Gold remains one of the most popular investment options for many people, especially during festivals like Diwali and Dhanteras. There are a variety of ways to invest in gold. Purchasing physical gold in the shape of coins, bars, or jewelry is by far the most popular method in India. Digital Gold is another alternative, as is investing in gold through Sovereign Gold Bonds (SGBs) or Gold ETFs.
Gold can be purchased in digital or physical form, allowing consumers to keep the golden metal in their own possession. In the case of SGBs and ETFs, the buyer/investor does not receive physical gold.
Because most Indians want actual gold in their hands when they buy during Dhanteras, we examine if digital gold is as good as real (physical) gold and what the best option to invest in gold during Dhanteras would be.
The Covid-19 pandemic, according to a World Gold Council (WGC) research, affected Indian gold sellers’ brick and mortar business model.

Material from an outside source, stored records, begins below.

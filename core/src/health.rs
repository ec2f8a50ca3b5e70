//! Health index: the classifier's probability of the `normal` regime.
//!
//! The index is a projection of one probability column, not a new
//! estimate. Smoothing is opt-in and never crosses a run boundary.

use crate::{
    classifier::ProbabilityMatrix,
    config::HealthConfig,
    error::{TelemetryError, TelemetryResult},
    fault::Regime,
    features::FeatureTable,
    types::{RunId, Seconds},
};
use serde::{Deserialize, Serialize};

/// Rounding slack tolerated on averaged probabilities before clamping.
const PROBABILITY_SLACK: f64 = 1e-9;

#[derive(Debug, Clone, PartialEq, Serialize, Deserialize)]
pub struct HealthSample {
    pub run_id:       RunId,
    pub time:         Seconds,
    pub health_index: f64,
    pub label:        Option<Regime>,
}

#[derive(Debug, Clone, PartialEq, Serialize, Deserialize)]
pub struct RunHealthSummary {
    pub run_id:      RunId,
    pub label:       Option<Regime>,
    pub samples:     usize,
    pub mean_health: f64,
    pub min_health:  f64,
    /// First time the index fell below the alarm threshold.
    pub first_alarm: Option<Seconds>,
}

#[derive(Debug, Clone, Default, PartialEq)]
pub struct HealthSeries {
    pub samples: Vec<HealthSample>,
}

/// Extract the column of `class`, validating every value.
pub fn project_class(probabilities: &ProbabilityMatrix, class: Regime) -> TelemetryResult<Vec<f64>> {
    let col = probabilities
        .column_index(class)
        .ok_or_else(|| TelemetryError::LabelSetMismatch {
            expected: class.to_string(),
            classes:  probabilities.classes.iter().map(|c| c.to_string()).collect(),
        })?;

    probabilities
        .rows
        .iter()
        .enumerate()
        .map(|(row, values)| {
            let value = *values.get(col).ok_or(TelemetryError::InvalidProbability { row, value: f64::NAN })?;
            if !value.is_finite() || value < -PROBABILITY_SLACK || value > 1.0 + PROBABILITY_SLACK {
                return Err(TelemetryError::InvalidProbability { row, value });
            }
            Ok(value.clamp(0.0, 1.0))
        })
        .collect()
}

/// P(normal) per row.
pub fn project_normal(probabilities: &ProbabilityMatrix) -> TelemetryResult<Vec<f64>> {
    project_class(probabilities, Regime::Normal)
}

/// Trailing moving average over `window` samples, restarted at each run.
pub fn smooth(values: &[f64], run_ids: &[RunId], window: usize) -> Vec<f64> {
    let mut out = Vec::with_capacity(values.len());
    let mut run_start = 0;
    for i in 0..values.len() {
        if i > 0 && run_ids[i] != run_ids[i - 1] {
            run_start = i;
        }
        let start = run_start.max((i + 1).saturating_sub(window));
        let span = &values[start..=i];
        out.push(span.iter().sum::<f64>() / span.len() as f64);
    }
    out
}

/// Health index for every feature row.
pub fn health_series(
    features: &FeatureTable,
    probabilities: &ProbabilityMatrix,
    config: &HealthConfig,
) -> TelemetryResult<HealthSeries> {
    if probabilities.len() != features.len() {
        return Err(TelemetryError::invalid(
            "probabilities",
            format!("{} probability rows for {} feature rows", probabilities.len(), features.len()),
        ));
    }
    let mut index = project_normal(probabilities)?;
    if let Some(window) = config.smoothing_window {
        if window == 0 {
            return Err(TelemetryError::invalid("smoothing_window", "must be at least 1 sample"));
        }
        index = smooth(&index, &features.run_ids, window);
    }

    let samples = index
        .into_iter()
        .enumerate()
        .map(|(i, health_index)| HealthSample {
            run_id: features.run_ids[i].clone(),
            time: features.time[i],
            health_index,
            label: features.labels.as_ref().map(|l| l[i]),
        })
        .collect();
    Ok(HealthSeries { samples })
}

impl HealthSeries {
    pub fn len(&self) -> usize {
        self.samples.len()
    }

    pub fn is_empty(&self) -> bool {
        self.samples.is_empty()
    }

    pub fn values(&self) -> Vec<f64> {
        self.samples.iter().map(|s| s.health_index).collect()
    }

    pub fn for_run<'a>(&'a self, run_id: &'a str) -> impl Iterator<Item = &'a HealthSample> + 'a {
        self.samples.iter().filter(move |s| s.run_id == run_id)
    }

    /// Per-run mean, minimum and first alarm, in first-seen run order.
    pub fn summarize(&self, alarm_threshold: f64) -> Vec<RunHealthSummary> {
        let mut out: Vec<RunHealthSummary> = Vec::new();
        for s in &self.samples {
            let at = match out.iter().position(|r| r.run_id == s.run_id) {
                Some(at) => at,
                None => {
                    out.push(RunHealthSummary {
                        run_id:      s.run_id.clone(),
                        label:       s.label,
                        samples:     0,
                        mean_health: 0.0,
                        min_health:  f64::INFINITY,
                        first_alarm: None,
                    });
                    out.len() - 1
                }
            };
            let summary = &mut out[at];
            summary.samples += 1;
            summary.mean_health += s.health_index;
            summary.min_health = summary.min_health.min(s.health_index);
            if summary.first_alarm.is_none() && s.health_index < alarm_threshold {
                summary.first_alarm = Some(s.time);
            }
        }
        for r in &mut out {
            r.mean_health /= r.samples as f64;
        }
        out
    }
}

The epidemic acted as a stimulus for increased sales through internet outlets. However, India’s online gold sector is still in its infancy, accounting for about 1-2 percent of total gold transactions by value.
Digital Gold vs Real Gold
Unlike physical gold, one can start investing in digital gold with as little as INR 1 and go up to Rs 200,000 every day. To obtain physical gold, the buyer must purchase a minimum of 1 gram of the metal. However, both means of purchase are taxed at the same rate of 3%.

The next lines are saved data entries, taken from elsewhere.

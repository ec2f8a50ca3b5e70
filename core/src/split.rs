//! Stratified train/validation split.

use crate::{
    error::{TelemetryError, TelemetryResult},
    fault::Regime,
    rng::SignalRng,
};
use std::collections::BTreeMap;

#[derive(Debug, Clone, PartialEq, Eq)]
pub struct Split {
    pub train:      Vec<usize>,
    pub validation: Vec<usize>,
}

/// Hold out `validation_fraction` of every class. Each class with at
/// least two rows keeps one row on each side. Indices come back sorted.
pub fn stratified_split(labels: &[Regime], validation_fraction: f64, seed: u64) -> TelemetryResult<Split> {
    if !(validation_fraction > 0.0 && validation_fraction < 1.0) {
        return Err(TelemetryError::invalid(
            "validation_fraction",
            format!("must lie strictly between 0 and 1, got {validation_fraction}"),
        ));
    }

    let mut by_class: BTreeMap<Regime, Vec<usize>> = BTreeMap::new();
    for (i, label) in labels.iter().enumerate() {
        by_class.entry(*label).or_default().push(i);
    }

    let mut split = Split { train: Vec::new(), validation: Vec::new() };
    for (class, mut rows) in by_class {
        let n = rows.len();
        if n < 2 {
            log::warn!("class '{class}' has a single row; it goes to the training split only");
            split.train.extend(rows);
            continue;
        }
        let mut rng = SignalRng::new(seed, class.slot()).with_name("split");
        rng.shuffle(&mut rows);
        let n_val = ((n as f64 * validation_fraction).round() as usize).clamp(1, n - 1);
        split.validation.extend_from_slice(&rows[..n_val]);
        split.train.extend_from_slice(&rows[n_val..]);
    }
    split.train.sort_unstable();
    split.validation.sort_unstable();
    Ok(split)
}

/// Gather rows by index.
pub fn select<T: Clone>(items: &[T], indices: &[usize]) -> Vec<T> {
    indices.iter().map(|&i| items[i].clone()).collect()
}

In the age, where alternative investments are becoming increasingly popular, gold remains one of the safest things to invest in. According to Kulkarni, gold is always an excellent method to diversify your portfolio. But only invest a modest portion of your portfolio in it (less than 10 percent of the total portfolio).
However, Kulkarni suggests instead of digital or physical gold, investors should consider SGBs and Gold ETFs as investment options to attract better returns.